The testimony also showed that a police officer was called to the scene
soon after Gutierrez pulled out the knife. After interviewing several
witnesses, including the two bouncers, the police officer determined that
Gutierrez would be placed under arrest. However, Gutierrez consistently
resisted the police officer's attempt to arrest him, so the police officer
pepper-sprayed him twice. After being arrested and pepper-sprayed,
Gutierrez spit at the police officer several times throughout the night, with
Gutierrez's spit actually landing on the police officer once. Both bouncers
and the police officer testified to these facts at trial, and, based on their
testimony, the eleven-member jury found Gutierrez guilty of assaulting the
bouncers with his knife and harassing the police officer with his spit.

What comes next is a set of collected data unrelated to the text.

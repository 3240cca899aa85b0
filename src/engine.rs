//! # Transcoding Engine Module
//!
//! The engine is the opaque, blocking part of an optimization: it re-encodes
//! one video and only returns when the work is over, with a process-style
//! return code and free-text output.
//!
//! ## Pieces:
//! - `TranscodeRequest`: what to encode (input, output, scale, bitrate, codec)
//! - `EngineSession`: shared with the caller while the engine runs; the engine
//!   writes its statistics (elapsed encode time, frames) into it and watches
//!   it for cancellation requests
//! - `TranscodeEngine`: the trait the orchestrator drives
//! - `FfmpegEngine`: the ffmpeg implementation, reading `-progress pipe:1`
//!
//! ## Comando ffmpeg:
//! ```text
//! ffmpeg -hide_banner -nostdin -y -i <input> -vcodec mpeg4 -b:v 750000 \
//!        -vf scale=iw/<f>:ih/<f> -c:a copy -progress pipe:1 -nostats <output>
//! ```
//! The output path is claimed as an empty file before the engine runs, so
//! `-y` only ever overwrites the job's own placeholder.

use crate::args;
use crate::error::OptimizeError;
use crate::platform::PlatformCommands;
use std::io::{BufRead, BufReader, Read};
use std::path::PathBuf;
use std::process::{Command, ExitStatus, Stdio};
use std::sync::atomic::{AtomicBool, AtomicI64, AtomicU64, Ordering};
use std::time::Duration;
use tracing::{debug, warn};

const CANCEL_POLL_INTERVAL: Duration = Duration::from_millis(100);
const OUTPUT_TAIL_LINES: usize = 20;

/// Terminal status reported by the engine
#[derive(Debug, Clone, Copy, PartialEq, Eq)]
pub enum ReturnCode {
    Success,
    Cancelled,
    Failed(i32),
}

/// What the engine hands back once it stops
#[derive(Debug, Clone)]
pub struct EngineOutcome {
    pub return_code: ReturnCode,
    /// Free-text engine output (tail of ffmpeg's stderr)
    pub output: String,
}

impl EngineOutcome {
    pub fn success() -> Self {
        Self {
            return_code: ReturnCode::Success,
            output: String::new(),
        }
    }

    pub fn cancelled() -> Self {
        Self {
            return_code: ReturnCode::Cancelled,
            output: String::new(),
        }
    }

    pub fn failed(code: i32, output: impl Into<String>) -> Self {
        Self {
            return_code: ReturnCode::Failed(code),
            output: output.into(),
        }
    }

    pub fn into_result(self) -> Result<(), OptimizeError> {
        match self.return_code {
            ReturnCode::Success => Ok(()),
            ReturnCode::Cancelled => Err(OptimizeError::EngineCancelled),
            ReturnCode::Failed(code) => Err(OptimizeError::EngineFailure {
                code,
                output: self.output,
            }),
        }
    }
}

/// Live statistics and cancellation flag of one engine run
#[derive(Debug)]
pub struct EngineSession {
    time_ms: AtomicI64,
    frame: AtomicU64,
    cancel_requested: AtomicBool,
}

impl EngineSession {
    pub fn new() -> Self {
        Self {
            time_ms: AtomicI64::new(0),
            frame: AtomicU64::new(0),
            cancel_requested: AtomicBool::new(false),
        }
    }

    /// Encoded media time so far, in milliseconds
    pub fn elapsed_ms(&self) -> i64 {
        self.time_ms.load(Ordering::Acquire)
    }

    pub fn frame(&self) -> u64 {
        self.frame.load(Ordering::Acquire)
    }

    pub fn record_time(&self, time_ms: i64) {
        self.time_ms.store(time_ms, Ordering::Release);
    }

    pub fn record_frame(&self, frame: u64) {
        self.frame.store(frame, Ordering::Release);
    }

    /// Ask the engine to abort its blocking call
    pub fn cancel(&self) {
        self.cancel_requested.store(true, Ordering::Release);
    }

    pub fn is_cancelled(&self) -> bool {
        self.cancel_requested.load(Ordering::Acquire)
    }
}

impl Default for EngineSession {
    fn default() -> Self {
        Self::new()
    }
}

/// A single re-encode job as the engine sees it
#[derive(Debug, Clone, PartialEq, Eq)]
pub struct TranscodeRequest {
    pub input: PathBuf,
    pub output: PathBuf,
    pub scale_factor: u32,
    pub video_bitrate: u32,
    pub video_codec: String,
}

impl TranscodeRequest {
    /// ffmpeg arguments: scaled, bitrate-capped video, audio copied unmodified
    pub fn ffmpeg_args(&self) -> Vec<String> {
        args![
            "-hide_banner",
            "-nostdin",
            "-y",
            "-i",
            self.input.display(),
            "-vcodec",
            self.video_codec,
            "-b:v",
            self.video_bitrate,
            "-vf",
            format!("scale=iw/{}:ih/{}", self.scale_factor, self.scale_factor),
            "-c:a",
            "copy",
            "-progress",
            "pipe:1",
            "-nostats",
            self.output.display(),
        ]
    }
}

/// External transcoding engine. `execute` blocks until the encode is over.
pub trait TranscodeEngine: Send + Sync {
    fn is_supported(&self) -> bool;

    fn execute(&self, request: &TranscodeRequest, session: &EngineSession) -> EngineOutcome;
}

/// One parsed line of ffmpeg's `-progress` output
#[derive(Debug, Clone, Copy, PartialEq, Eq)]
pub enum ProgressLine {
    /// Encoded time, milliseconds
    Time(i64),
    Frame(u64),
    End,
}

/// Parse a `key=value` progress line. `out_time_ms` is in microseconds
/// despite its name, exactly like `out_time_us`.
pub fn parse_progress_line(line: &str) -> Option<ProgressLine> {
    let (key, value) = line.trim().split_once('=')?;
    match key {
        "out_time_us" | "out_time_ms" => value.parse::<i64>().ok().map(|us| ProgressLine::Time(us / 1000)),
        "frame" => value.parse::<u64>().ok().map(ProgressLine::Frame),
        "progress" if value == "end" => Some(ProgressLine::End),
        _ => None,
    }
}

/// `TranscodeEngine` that runs the ffmpeg binary
#[derive(Debug, Default, Clone)]
pub struct FfmpegEngine;

impl FfmpegEngine {
    pub fn new() -> Self {
        Self
    }

    fn wait_for_exit(
        child: &mut std::process::Child,
        session: &EngineSession,
    ) -> std::io::Result<ExitStatus> {
        let mut kill_sent = false;
        loop {
            if let Some(status) = child.try_wait()? {
                return Ok(status);
            }
            if session.is_cancelled() && !kill_sent {
                debug!("Cancellation requested, killing ffmpeg (pid {})", child.id());
                if let Err(e) = child.kill() {
                    warn!("Failed to kill ffmpeg: {}", e);
                }
                kill_sent = true;
            }
            std::thread::sleep(CANCEL_POLL_INTERVAL);
        }
    }
}

impl TranscodeEngine for FfmpegEngine {
    fn is_supported(&self) -> bool {
        PlatformCommands::instance().is_supported()
    }

    fn execute(&self, request: &TranscodeRequest, session: &EngineSession) -> EngineOutcome {
        let program = PlatformCommands::instance().program("ffmpeg");
        let args = request.ffmpeg_args();
        debug!("Running {} {}", program.display(), args.join(" "));

        let mut child = match Command::new(&program)
            .args(&args)
            .stdin(Stdio::null())
            .stdout(Stdio::piped())
            .stderr(Stdio::piped())
            .spawn()
        {
            Ok(child) => child,
            Err(e) => return EngineOutcome::failed(-1, format!("Failed to execute {}: {}", program.display(), e)),
        };

        let stdout = child.stdout.take();
        let stderr = child.stderr.take();

        let (status, stderr_text) = std::thread::scope(|scope| {
            if let Some(stdout) = stdout {
                scope.spawn(move || {
                    for line in BufReader::new(stdout).lines().map_while(Result::ok) {
                        match parse_progress_line(&line) {
                            Some(ProgressLine::Time(ms)) if ms >= 0 => session.record_time(ms),
                            Some(ProgressLine::Frame(frame)) => session.record_frame(frame),
                            Some(ProgressLine::End) => {
                                debug!("ffmpeg finished encoding after {} frames", session.frame())
                            }
                            _ => {}
                        }
                    }
                });
            }

            let stderr_reader = scope.spawn(move || {
                let mut text = String::new();
                if let Some(mut stderr) = stderr {
                    let _ = stderr.read_to_string(&mut text);
                }
                text
            });

            let status = Self::wait_for_exit(&mut child, session);
            let text = stderr_reader.join().unwrap_or_default();
            (status, text)
        });

        let output = tail_lines(&stderr_text, OUTPUT_TAIL_LINES);
        match status {
            Ok(status) if status.success() => EngineOutcome {
                return_code: ReturnCode::Success,
                output,
            },
            Ok(_) if session.is_cancelled() => EngineOutcome {
                return_code: ReturnCode::Cancelled,
                output,
            },
            Ok(status) => EngineOutcome::failed(status.code().unwrap_or(-1), output),
            Err(e) => {
                warn!("Lost track of ffmpeg process: {}", e);
                EngineOutcome::failed(-1, e.to_string())
            }
        }
    }
}

fn tail_lines(text: &str, count: usize) -> String {
    let lines: Vec<&str> = text.lines().collect();
    let start = lines.len().saturating_sub(count);
    lines[start..].join("\n")
}

#[cfg(test)]
mod tests {
    use super::*;

    fn request() -> TranscodeRequest {
        TranscodeRequest {
            input: PathBuf::from("/videos/in.mov"),
            output: PathBuf::from("/out/1700000000000.mp4"),
            scale_factor: 3,
            video_bitrate: 750_000,
            video_codec: "mpeg4".to_string(),
        }
    }

    #[test]
    fn test_ffmpeg_args() {
        let args = request().ffmpeg_args();
        let joined = args.join(" ");

        assert!(joined.contains("-i /videos/in.mov"));
        assert!(joined.contains("-vcodec mpeg4"));
        assert!(joined.contains("-b:v 750000"));
        assert!(joined.contains("-vf scale=iw/3:ih/3"));
        assert!(joined.contains("-c:a copy"));
        assert!(joined.contains("-progress pipe:1"));
        assert!(args.contains(&"-y".to_string()));
        assert_eq!(args.last().map(String::as_str), Some("/out/1700000000000.mp4"));
    }

    #[test]
    fn test_parse_progress_line() {
        assert_eq!(parse_progress_line("out_time_us=15000000"), Some(ProgressLine::Time(15_000)));
        assert_eq!(parse_progress_line("out_time_ms=2500000"), Some(ProgressLine::Time(2_500)));
        assert_eq!(parse_progress_line("frame=240\n"), Some(ProgressLine::Frame(240)));
        assert_eq!(parse_progress_line("progress=end"), Some(ProgressLine::End));
        assert_eq!(parse_progress_line("progress=continue"), None);
        assert_eq!(parse_progress_line("out_time_us=N/A"), None);
        assert_eq!(parse_progress_line("bitrate=742.1kbits/s"), None);
        assert_eq!(parse_progress_line("garbage"), None);
    }

    #[test]
    fn test_outcome_into_result() {
        assert!(EngineOutcome::success().into_result().is_ok());
        assert!(matches!(
            EngineOutcome::cancelled().into_result(),
            Err(OptimizeError::EngineCancelled)
        ));
        match EngineOutcome::failed(1, "Invalid data found").into_result() {
            Err(OptimizeError::EngineFailure { code, output }) => {
                assert_eq!(code, 1);
                assert_eq!(output, "Invalid data found");
            }
            other => panic!("unexpected outcome: {:?}", other),
        }
    }

    #[test]
    fn test_session_statistics() {
        let session = EngineSession::new();
        assert_eq!(session.elapsed_ms(), 0);
        assert!(!session.is_cancelled());

        session.record_time(12_345);
        session.record_frame(300);
        session.cancel();

        assert_eq!(session.elapsed_ms(), 12_345);
        assert_eq!(session.frame(), 300);
        assert!(session.is_cancelled());
    }

    #[test]
    fn test_tail_lines() {
        assert_eq!(tail_lines("a\nb\nc\nd", 2), "c\nd");
        assert_eq!(tail_lines("a", 5), "a");
        assert_eq!(tail_lines("", 5), "");
    }
}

Gutierrez, 2015 WL 7820588, at *2.
II. LAW OF THE CASE
By his sole issue, Gutierrez argues that the evidence is insufficient to support each
of his convictions. The State argues that we have already determined that the evidence
is sufficient and that the law of the case controls the outcome. Gutierrez did not file a
response to the State’s argument.
The law of the case doctrine is designed to promote consistency and efficiency so
that trial courts may rely upon the holdings of reviewing courts. Carroll v. State, 101
S.W.3d 454, 461 n.35 (Tex. Crim. App. 2003). The doctrine applies only when the facts
and legal issues are “virtually identical” so they should be controlled by the appellate
court’s previous resolution. State v. Swearingen, 424 S.W.3d 32, 36 (Tex. Crim. App.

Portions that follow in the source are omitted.